━━━ EXTRACTED DATA ━━━

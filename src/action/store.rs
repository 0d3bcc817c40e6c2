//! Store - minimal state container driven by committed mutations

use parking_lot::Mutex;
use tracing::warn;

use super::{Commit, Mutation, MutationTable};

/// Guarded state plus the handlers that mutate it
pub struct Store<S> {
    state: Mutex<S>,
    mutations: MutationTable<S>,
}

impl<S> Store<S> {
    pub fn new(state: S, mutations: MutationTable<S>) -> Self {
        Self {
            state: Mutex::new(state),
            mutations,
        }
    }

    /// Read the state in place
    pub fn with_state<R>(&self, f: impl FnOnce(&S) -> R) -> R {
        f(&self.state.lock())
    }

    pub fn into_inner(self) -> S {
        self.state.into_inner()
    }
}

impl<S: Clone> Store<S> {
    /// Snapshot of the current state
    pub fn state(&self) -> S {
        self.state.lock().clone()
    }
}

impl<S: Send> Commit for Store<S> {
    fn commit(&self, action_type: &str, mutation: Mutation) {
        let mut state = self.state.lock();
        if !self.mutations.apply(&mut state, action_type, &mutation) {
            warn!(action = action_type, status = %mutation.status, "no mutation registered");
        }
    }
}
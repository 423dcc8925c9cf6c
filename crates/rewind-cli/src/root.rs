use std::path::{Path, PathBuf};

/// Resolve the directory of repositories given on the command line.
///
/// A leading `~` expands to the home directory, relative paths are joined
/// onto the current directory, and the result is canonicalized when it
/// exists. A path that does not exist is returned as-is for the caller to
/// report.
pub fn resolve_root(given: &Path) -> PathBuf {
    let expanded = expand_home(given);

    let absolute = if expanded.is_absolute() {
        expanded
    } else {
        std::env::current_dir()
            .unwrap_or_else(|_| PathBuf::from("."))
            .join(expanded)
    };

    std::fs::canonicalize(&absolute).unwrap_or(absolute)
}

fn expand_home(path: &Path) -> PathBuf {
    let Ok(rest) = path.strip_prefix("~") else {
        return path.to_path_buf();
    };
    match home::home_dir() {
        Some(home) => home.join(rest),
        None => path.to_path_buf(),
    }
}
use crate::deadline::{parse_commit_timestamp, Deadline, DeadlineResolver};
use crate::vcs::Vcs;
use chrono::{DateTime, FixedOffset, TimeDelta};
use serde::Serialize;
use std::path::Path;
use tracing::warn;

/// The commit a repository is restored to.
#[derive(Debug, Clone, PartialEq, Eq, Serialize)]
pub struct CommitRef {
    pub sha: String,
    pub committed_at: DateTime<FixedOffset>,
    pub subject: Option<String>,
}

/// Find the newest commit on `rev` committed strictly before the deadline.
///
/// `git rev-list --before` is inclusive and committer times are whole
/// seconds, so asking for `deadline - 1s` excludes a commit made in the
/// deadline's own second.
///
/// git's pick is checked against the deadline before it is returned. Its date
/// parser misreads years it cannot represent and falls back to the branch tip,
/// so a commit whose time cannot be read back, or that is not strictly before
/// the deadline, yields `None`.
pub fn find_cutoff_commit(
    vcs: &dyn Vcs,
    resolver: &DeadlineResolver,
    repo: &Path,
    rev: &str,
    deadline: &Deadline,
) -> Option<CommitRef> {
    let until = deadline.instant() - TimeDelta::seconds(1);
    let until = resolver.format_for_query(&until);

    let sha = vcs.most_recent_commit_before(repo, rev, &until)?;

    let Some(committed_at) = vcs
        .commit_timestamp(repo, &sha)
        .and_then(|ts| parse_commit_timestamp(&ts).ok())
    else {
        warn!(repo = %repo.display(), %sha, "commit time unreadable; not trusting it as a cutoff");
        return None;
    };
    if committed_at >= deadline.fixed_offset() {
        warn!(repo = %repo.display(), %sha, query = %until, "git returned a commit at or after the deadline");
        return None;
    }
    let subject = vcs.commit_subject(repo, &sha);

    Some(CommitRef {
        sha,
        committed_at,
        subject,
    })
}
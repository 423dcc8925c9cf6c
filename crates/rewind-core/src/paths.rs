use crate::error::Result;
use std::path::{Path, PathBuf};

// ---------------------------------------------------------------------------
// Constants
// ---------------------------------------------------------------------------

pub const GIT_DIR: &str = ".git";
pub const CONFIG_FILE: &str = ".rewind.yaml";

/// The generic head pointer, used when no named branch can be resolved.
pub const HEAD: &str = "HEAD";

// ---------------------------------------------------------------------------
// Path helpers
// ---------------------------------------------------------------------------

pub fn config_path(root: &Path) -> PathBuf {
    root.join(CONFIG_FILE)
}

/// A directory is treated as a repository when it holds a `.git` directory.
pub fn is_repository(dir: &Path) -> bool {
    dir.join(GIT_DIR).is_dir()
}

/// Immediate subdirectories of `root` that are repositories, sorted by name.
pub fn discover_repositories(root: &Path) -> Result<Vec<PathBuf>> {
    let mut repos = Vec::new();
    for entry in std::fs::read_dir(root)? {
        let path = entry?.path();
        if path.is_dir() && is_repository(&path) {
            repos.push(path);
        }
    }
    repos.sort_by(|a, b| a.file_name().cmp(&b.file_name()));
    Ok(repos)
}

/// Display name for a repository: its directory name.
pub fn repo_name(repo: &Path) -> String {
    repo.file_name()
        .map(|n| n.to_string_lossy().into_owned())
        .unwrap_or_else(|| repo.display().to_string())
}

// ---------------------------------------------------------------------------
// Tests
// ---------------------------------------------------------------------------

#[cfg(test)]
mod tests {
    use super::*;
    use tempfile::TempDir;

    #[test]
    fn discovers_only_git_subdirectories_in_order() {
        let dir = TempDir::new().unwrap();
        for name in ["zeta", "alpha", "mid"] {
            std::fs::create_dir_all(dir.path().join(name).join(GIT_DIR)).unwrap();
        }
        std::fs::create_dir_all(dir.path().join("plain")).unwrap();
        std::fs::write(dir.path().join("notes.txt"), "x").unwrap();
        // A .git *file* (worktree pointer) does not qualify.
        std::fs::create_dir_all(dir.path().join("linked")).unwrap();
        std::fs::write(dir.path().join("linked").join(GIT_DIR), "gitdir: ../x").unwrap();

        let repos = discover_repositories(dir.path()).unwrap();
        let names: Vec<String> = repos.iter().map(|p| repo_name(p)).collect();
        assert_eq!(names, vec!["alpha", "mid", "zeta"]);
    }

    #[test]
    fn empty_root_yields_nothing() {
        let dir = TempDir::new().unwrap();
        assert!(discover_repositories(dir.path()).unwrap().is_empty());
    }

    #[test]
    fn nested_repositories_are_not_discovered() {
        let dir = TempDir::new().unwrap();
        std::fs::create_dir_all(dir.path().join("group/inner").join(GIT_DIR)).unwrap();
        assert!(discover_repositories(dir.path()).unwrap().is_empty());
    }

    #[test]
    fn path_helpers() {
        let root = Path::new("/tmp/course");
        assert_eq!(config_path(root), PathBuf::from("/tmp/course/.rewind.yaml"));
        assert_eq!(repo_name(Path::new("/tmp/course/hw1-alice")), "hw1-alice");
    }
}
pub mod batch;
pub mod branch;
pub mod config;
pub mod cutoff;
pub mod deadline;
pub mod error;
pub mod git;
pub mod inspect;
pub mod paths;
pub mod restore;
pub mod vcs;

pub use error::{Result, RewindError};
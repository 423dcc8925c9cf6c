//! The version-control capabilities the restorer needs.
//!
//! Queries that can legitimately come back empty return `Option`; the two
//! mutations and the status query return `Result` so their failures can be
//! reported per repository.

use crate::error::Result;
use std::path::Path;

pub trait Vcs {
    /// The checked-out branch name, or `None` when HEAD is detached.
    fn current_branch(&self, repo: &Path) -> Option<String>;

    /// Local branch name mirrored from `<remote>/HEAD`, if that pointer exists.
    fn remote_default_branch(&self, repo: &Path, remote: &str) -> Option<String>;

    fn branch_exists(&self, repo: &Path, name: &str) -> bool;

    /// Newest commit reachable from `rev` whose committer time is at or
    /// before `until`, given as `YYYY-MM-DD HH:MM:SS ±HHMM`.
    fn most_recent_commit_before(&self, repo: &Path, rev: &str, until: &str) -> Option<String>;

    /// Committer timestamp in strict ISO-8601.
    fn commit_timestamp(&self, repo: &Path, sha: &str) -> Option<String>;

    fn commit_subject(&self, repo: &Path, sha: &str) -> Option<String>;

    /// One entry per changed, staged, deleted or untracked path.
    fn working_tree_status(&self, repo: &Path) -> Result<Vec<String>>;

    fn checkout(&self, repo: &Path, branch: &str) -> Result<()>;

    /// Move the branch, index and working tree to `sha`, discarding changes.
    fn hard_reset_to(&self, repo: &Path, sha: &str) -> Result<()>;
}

━━━

> WORK INSTRUCTIONS: Which lines hold the word "seconds"? Return all of them from the records above.

> RESPONSE TO THIS EXERCISE:
/// seconds, so asking for `deadline - 1s` excludes a commit made in the
    let until = deadline.instant() - TimeDelta::seconds(1);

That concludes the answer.